» **EXERCISE PROMPT**: Go through the data below and return each line where the string "InventorySnapshot" appears.

» **SUPPLIED MATERIAL**:
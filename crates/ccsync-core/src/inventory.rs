// ── Inventory reader ──
//
// Read-only view of what the controller currently has, normalized into
// the same `ResourceKey` identities as desired state. Listings are cached
// and invalidated per key whenever the reconciler mutates a resource.

use std::str::FromStr;
use std::sync::Arc;

use ccsync_api::{GlobalPool as ApiPool, Reservation as ApiReservation, Site as ApiSite};
use chrono::{DateTime, Utc};
use dashmap::DashMap;
use ipnet::Ipv4Net;
use serde::Serialize;
use strum::IntoEnumIterator;
use tracing::{debug, warn};

use crate::backend::ControllerApi;
use crate::error::CoreError;
use crate::model::{ResourceKey, ResourceKind, SiteKind, SitePath};
use crate::session::{CallMode, SessionManager};

/// One resource as observed on the controller.
#[derive(Debug, Clone, Serialize)]
pub struct ObservedResource {
    pub key: ResourceKey,
    /// Controller-assigned id.
    pub id: String,
    pub detail: ObservedDetail,
}

#[derive(Debug, Clone, Serialize)]
#[serde(tag = "type", rename_all = "snake_case")]
pub enum ObservedDetail {
    Site {
        parent_id: Option<String>,
        /// `true` when the kind was guessed from hierarchy depth.
        inferred_kind: bool,
    },
    Pool {
        cidr: Option<Ipv4Net>,
        gateways: Vec<String>,
        dhcp_servers: Vec<String>,
        dns_servers: Vec<String>,
        used: Option<u64>,
        total: Option<u64>,
    },
    Reservation {
        site_id: String,
        pool_id: Option<String>,
        cidr: Option<Ipv4Net>,
        used: Option<u64>,
        total: Option<u64>,
    },
}

impl ObservedResource {
    pub fn kind(&self) -> ResourceKind {
        self.key.kind()
    }

    pub fn cidr(&self) -> Option<Ipv4Net> {
        match &self.detail {
            ObservedDetail::Pool { cidr, .. } | ObservedDetail::Reservation { cidr, .. } => *cidr,
            ObservedDetail::Site { .. } => None,
        }
    }
}

/// Point-in-time copy of the controller inventory.
#[derive(Debug, Clone, Serialize)]
pub struct InventorySnapshot {
    pub taken_at: DateTime<Utc>,
    pub resources: Vec<ObservedResource>,
}

impl InventorySnapshot {
    pub fn of_kind(&self, kind: ResourceKind) -> impl Iterator<Item = &ObservedResource> {
        self.resources.iter().filter(move |r| r.kind() == kind)
    }

    pub fn count(&self, kind: ResourceKind) -> usize {
        self.of_kind(kind).count()
    }
}

#[derive(Debug, Clone, Copy, PartialEq, Eq, Hash)]
enum Slot {
    Sites,
    Pools,
}

pub struct InventoryReader<A> {
    session: Arc<SessionManager<A>>,
    cache: DashMap<Slot, Arc<Vec<ObservedResource>>>,
    /// Reservation listings are per site on the controller, so they are
    /// cached per site path.
    reservations: DashMap<SitePath, Arc<Vec<ObservedResource>>>,
}

impl<A: ControllerApi> InventoryReader<A> {
    pub fn new(session: Arc<SessionManager<A>>) -> Self {
        Self {
            session,
            cache: DashMap::new(),
            reservations: DashMap::new(),
        }
    }

    pub fn invalidate_all(&self) {
        self.cache.clear();
        self.reservations.clear();
    }

    /// Drop cached listings that a mutation of `key` may have changed.
    ///
    /// Only the reservation listing of the affected site is dropped.
    pub fn invalidate(&self, key: &ResourceKey) {
        match key {
            ResourceKey::Site { path, .. } => {
                self.cache.remove(&Slot::Sites);
                self.reservations.remove(path);
            }
            ResourceKey::Pool { .. } => {
                self.cache.remove(&Slot::Pools);
            }
            ResourceKey::Reservation { site, .. } => {
                self.reservations.remove(site);
            }
        }
    }

    /// Every observed resource of `kind`, served from cache when warm.
    pub async fn list(&self, kind: ResourceKind) -> Result<Vec<ObservedResource>, CoreError> {
        let listed = match kind {
            ResourceKind::GlobalPool => self.pools().await?.to_vec(),
            ResourceKind::PoolReservation => self.all_reservations().await?,
            ResourceKind::Area | ResourceKind::Building | ResourceKind::Floor => self
                .sites()
                .await?
                .iter()
                .filter(|r| r.kind() == kind)
                .cloned()
                .collect(),
        };
        Ok(listed)
    }

    /// Look up the observed counterpart of a desired resource.
    ///
    /// Sites match on path alone: the observed kind may only be inferred.
    /// Reservations are looked up at their holding site only.
    pub async fn find(&self, key: &ResourceKey) -> Result<Option<ObservedResource>, CoreError> {
        let candidates = match key {
            ResourceKey::Site { .. } => self.sites().await?,
            ResourceKey::Pool { .. } => self.pools().await?,
            ResourceKey::Reservation { site, .. } => self.reservations_at(site).await?,
        };
        Ok(candidates
            .iter()
            .find(|r| same_identity(&r.key, key))
            .cloned())
    }

    pub async fn site_by_path(
        &self,
        path: &SitePath,
    ) -> Result<Option<ObservedResource>, CoreError> {
        let sites = self.sites().await?;
        Ok(sites
            .iter()
            .find(|r| matches!(&r.key, ResourceKey::Site { path: p, .. } if p == path))
            .cloned())
    }

    pub async fn pool_by_name(&self, name: &str) -> Result<Option<ObservedResource>, CoreError> {
        let pools = self.pools().await?;
        Ok(pools
            .iter()
            .find(|r| matches!(&r.key, ResourceKey::Pool { name: n } if n == name))
            .cloned())
    }

    /// Observed resources that still depend on `key`.
    ///
    /// A site is referenced by child sites and by reservations held at it.
    /// A pool is referenced by reservations carved from it, matched by
    /// parent id or, when the controller omits it, by CIDR containment.
    pub async fn references_to(&self, key: &ResourceKey) -> Result<Vec<ResourceKey>, CoreError> {
        match key {
            ResourceKey::Site { path, .. } => {
                let sites = self.sites().await?;
                let held = self.reservations_at(path).await?;
                let children = sites.iter().filter_map(|r| match &r.key {
                    ResourceKey::Site { path: p, .. } if p.parent().as_ref() == Some(path) => {
                        Some(r.key.clone())
                    }
                    _ => None,
                });
                Ok(children.chain(held.iter().map(|r| r.key.clone())).collect())
            }
            ResourceKey::Pool { .. } => {
                let Some(pool) = self.find(key).await? else {
                    return Ok(Vec::new());
                };
                let pool_cidr = pool.cidr();
                let reservations = self.all_reservations().await?;
                Ok(reservations
                    .iter()
                    .filter(|r| match &r.detail {
                        ObservedDetail::Reservation { pool_id, cidr, .. } => match pool_id {
                            Some(parent) => *parent == pool.id,
                            None => match (pool_cidr, cidr) {
                                (Some(outer), Some(inner)) => outer.contains(inner),
                                _ => false,
                            },
                        },
                        _ => false,
                    })
                    .map(|r| r.key.clone())
                    .collect())
            }
            ResourceKey::Reservation { .. } => Ok(Vec::new()),
        }
    }

    /// Full inventory, fetched fresh.
    pub async fn snapshot(&self) -> Result<InventorySnapshot, CoreError> {
        self.invalidate_all();
        let mut resources = Vec::new();
        for kind in ResourceKind::iter() {
            resources.extend(self.list(kind).await?);
        }
        Ok(InventorySnapshot {
            taken_at: Utc::now(),
            resources,
        })
    }

    // ── Fetching ─────────────────────────────────────────────────────

    async fn sites(&self) -> Result<Arc<Vec<ObservedResource>>, CoreError> {
        if let Some(cached) = self.cache.get(&Slot::Sites) {
            return Ok(Arc::clone(cached.value()));
        }
        let fresh = Arc::new(self.fetch_sites().await?);
        self.cache.insert(Slot::Sites, Arc::clone(&fresh));
        Ok(fresh)
    }

    async fn pools(&self) -> Result<Arc<Vec<ObservedResource>>, CoreError> {
        if let Some(cached) = self.cache.get(&Slot::Pools) {
            return Ok(Arc::clone(cached.value()));
        }
        let fresh = Arc::new(self.fetch_pools().await?);
        self.cache.insert(Slot::Pools, Arc::clone(&fresh));
        Ok(fresh)
    }

    /// Reservations held at `path`; empty when the site does not exist.
    async fn reservations_at(
        &self,
        path: &SitePath,
    ) -> Result<Arc<Vec<ObservedResource>>, CoreError> {
        if let Some(cached) = self.reservations.get(path) {
            return Ok(Arc::clone(cached.value()));
        }
        let fresh = Arc::new(match self.site_by_path(path).await? {
            Some(site) => self.fetch_reservations(path, &site.id).await?,
            None => Vec::new(),
        });
        self.reservations.insert(path.clone(), Arc::clone(&fresh));
        Ok(fresh)
    }

    /// Reservations at every observed site, fetching only uncached sites.
    async fn all_reservations(&self) -> Result<Vec<ObservedResource>, CoreError> {
        let sites = self.sites().await?;
        let mut observed = Vec::new();
        for site in &*sites {
            if let ResourceKey::Site { path, .. } = &site.key {
                observed.extend(self.reservations_at(path).await?.iter().cloned());
            }
        }
        Ok(observed)
    }

    async fn fetch_sites(&self) -> Result<Vec<ObservedResource>, CoreError> {
        let sites = self
            .session
            .call(CallMode::Idempotent, |api, token| async move {
                api.list_sites(&token).await
            })
            .await?;
        let observed: Vec<ObservedResource> = sites.iter().filter_map(observe_site).collect();
        debug!(count = observed.len(), "listed sites");
        Ok(observed)
    }

    async fn fetch_pools(&self) -> Result<Vec<ObservedResource>, CoreError> {
        let pools = self
            .session
            .call(CallMode::Idempotent, |api, token| async move {
                api.list_global_pools(&token).await
            })
            .await?;
        debug!(count = pools.len(), "listed global pools");
        Ok(pools.iter().map(observe_pool).collect())
    }

    async fn fetch_reservations(
        &self,
        path: &SitePath,
        site_id: &str,
    ) -> Result<Vec<ObservedResource>, CoreError> {
        let id = site_id.to_owned();
        let reservations = self
            .session
            .call(CallMode::Idempotent, move |api, token| {
                let id = id.clone();
                async move { api.list_reservations(&token, &id).await }
            })
            .await?;
        debug!(site = %path, count = reservations.len(), "listed reservations");
        Ok(reservations
            .iter()
            .map(|r| observe_reservation(r, path, site_id))
            .collect())
    }
}

fn same_identity(observed: &ResourceKey, desired: &ResourceKey) -> bool {
    match (observed, desired) {
        (ResourceKey::Site { path: a, .. }, ResourceKey::Site { path: b, .. }) => a == b,
        _ => observed == desired,
    }
}

// ── Normalization ────────────────────────────────────────────────────

fn observe_site(site: &ApiSite) -> Option<ObservedResource> {
    let path = SitePath::new(site.hierarchy());
    if path.is_root() {
        return None;
    }
    let advertised = site
        .site_type()
        .and_then(|t| SiteKind::from_str(t).ok());
    let (kind, inferred_kind) = match advertised {
        Some(kind) => (kind, false),
        None => (SiteKind::from_depth(path.depth())?, true),
    };
    Some(ObservedResource {
        key: ResourceKey::Site { kind, path },
        id: site.id.clone(),
        detail: ObservedDetail::Site {
            parent_id: site.parent_id.clone(),
            inferred_kind,
        },
    })
}

fn observe_pool(pool: &ApiPool) -> ObservedResource {
    ObservedResource {
        key: ResourceKey::Pool {
            name: pool.ip_pool_name.clone(),
        },
        id: pool.id.clone(),
        detail: ObservedDetail::Pool {
            cidr: parse_cidr(&pool.ip_pool_cidr),
            gateways: pool.gateways.clone(),
            dhcp_servers: pool.dhcp_server_ips.clone(),
            dns_servers: pool.dns_server_ips.clone(),
            used: pool.used_ip_address_count,
            total: pool.total_ip_address_count,
        },
    }
}

fn observe_reservation(res: &ApiReservation, site: &SitePath, site_id: &str) -> ObservedResource {
    let v4 = res.ipv4_pool();
    ObservedResource {
        key: ResourceKey::Reservation {
            site: site.clone(),
            name: res.group_name.clone(),
        },
        id: res.id.clone(),
        detail: ObservedDetail::Reservation {
            site_id: res.site_id.clone().unwrap_or_else(|| site_id.to_owned()),
            pool_id: v4.and_then(|p| p.parent_uuid.clone()),
            cidr: v4.and_then(|p| parse_cidr(&p.ip_pool_cidr)),
            used: v4.and_then(|p| p.used_ip_address_count),
            total: v4.and_then(|p| p.total_ip_address_count),
        },
    }
}

fn parse_cidr(raw: &str) -> Option<Ipv4Net> {
    match raw.parse() {
        Ok(prefix) => Some(prefix),
        Err(_) => {
            if !raw.is_empty() {
                warn!(cidr = raw, "ignoring unparseable CIDR from controller");
            }
            None
        }
    }
}

#[cfg(test)]
mod tests {
    use super::*;

    fn site(id: &str, hierarchy: &str, kind: Option<&str>) -> ApiSite {
        let info = kind.map(|k| {
            serde_json::json!({ "namespace": "Location", "attributes": { "type": k } })
        });
        serde_json::from_value(serde_json::json!({
            "id": id,
            "name": hierarchy.rsplit('/').next(),
            "siteNameHierarchy": hierarchy,
            "additionalInfo": info.into_iter().collect::<Vec<_>>(),
        }))
        .expect("site json")
    }

    #[test]
    fn global_root_is_not_observed() {
        assert!(observe_site(&site("g", "Global", None)).is_none());
    }

    #[test]
    fn advertised_type_wins_over_depth() {
        let observed = observe_site(&site("1", "Global/US/Campus/HQ", Some("building")))
            .expect("observed");
        assert!(matches!(
            observed.key,
            ResourceKey::Site {
                kind: SiteKind::Building,
                ..
            }
        ));
        assert!(matches!(
            observed.detail,
            ObservedDetail::Site {
                inferred_kind: false,
                ..
            }
        ));
    }

    #[test]
    fn kind_falls_back_to_depth() {
        let observed = observe_site(&site("1", "Global/US/HQ", None)).expect("observed");
        assert_eq!(observed.kind(), ResourceKind::Area);
        let observed = observe_site(&site("2", "Global/US/SJ/HQ", None)).expect("observed");
        assert_eq!(observed.kind(), ResourceKind::Building);
    }

    #[test]
    fn site_identity_ignores_kind() {
        let observed = ResourceKey::Site {
            kind: SiteKind::Area,
            path: SitePath::new("Global/US/HQ"),
        };
        let desired = ResourceKey::Site {
            kind: SiteKind::Building,
            path: SitePath::new("Global/US/HQ"),
        };
        assert!(same_identity(&observed, &desired));
    }
}
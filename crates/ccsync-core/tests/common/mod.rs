// In-memory controller for driving the reconciler end to end.
//
// Mutations take effect at submit time unless a task failure is scripted
// for the resource; execution status then reports the scripted outcome.

#![allow(clippy::unwrap_used, dead_code)]

use std::collections::HashMap;
use std::sync::{Arc, Mutex};
use std::time::Duration;

use ccsync_api::models::AdditionalInfo;
use ccsync_api::{
    AuthToken, Credentials, Error as ApiError, ExecutionStatus, GlobalPool, GlobalPoolCreateRequest,
    Reservation, ReservationCreateRequest, ReservedPool, Site, SiteCreateRequest, SiteSpec,
    TaskHandle,
};
use ccsync_core::{
    BuildingAttrs, Controller, ControllerApi, ControllerConfig, DesiredState, PoolReservation,
    SiteNode,
};
use serde_json::json;

pub const GLOBAL_ID: &str = "global-0000";

#[derive(Default)]
struct State {
    next_id: u64,
    sites: Vec<Site>,
    pools: Vec<GlobalPool>,
    reservations: Vec<Reservation>,
    /// execution id -> (in-progress polls left, outcome)
    tasks: HashMap<String, (u32, Result<(), String>)>,
    calls: Vec<String>,
    logins: u32,

    // ── Scripted behavior ──
    reject_login: bool,
    login_delay: Duration,
    expire_tokens: u32,
    in_progress_polls: u32,
    transient_polls: u32,
    alternate_poll_failures: bool,
    polls: u32,
    task_failures: HashMap<String, String>,
    rejections: HashMap<String, String>,
}

impl State {
    fn id(&mut self, prefix: &str) -> String {
        self.next_id += 1;
        format!("{prefix}-{:04}", self.next_id)
    }

    fn record(&mut self, call: String) -> Result<(), ApiError> {
        self.calls.push(call);
        if self.expire_tokens > 0 {
            self.expire_tokens -= 1;
            return Err(ApiError::SessionExpired);
        }
        Ok(())
    }

    /// HTTP 400 for a create scripted with [`FakeController::reject_create`].
    fn check_rejection(&self, name: &str) -> Result<(), ApiError> {
        match self.rejections.get(name) {
            Some(message) => Err(ApiError::Api {
                status: 400,
                message: message.clone(),
                code: None,
            }),
            None => Ok(()),
        }
    }

    fn accept(&mut self, name: &str, apply: impl FnOnce(&mut Self)) -> TaskHandle {
        let outcome = match self.task_failures.get(name) {
            Some(reason) => Err(reason.clone()),
            None => {
                apply(self);
                Ok(())
            }
        };
        let id = self.id("exec");
        self.tasks.insert(id.clone(), (self.in_progress_polls, outcome));
        TaskHandle {
            execution_id: Some(id),
            execution_status_url: None,
            message: None,
        }
    }

    fn site_by_id(&self, id: &str) -> Option<&Site> {
        self.sites.iter().find(|s| s.id == id)
    }
}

» **OUTPUT FOR THIS EXERCISE**:
pub struct InventorySnapshot {
impl InventorySnapshot {
    pub async fn snapshot(&self) -> Result<InventorySnapshot, CoreError> {
        Ok(InventorySnapshot {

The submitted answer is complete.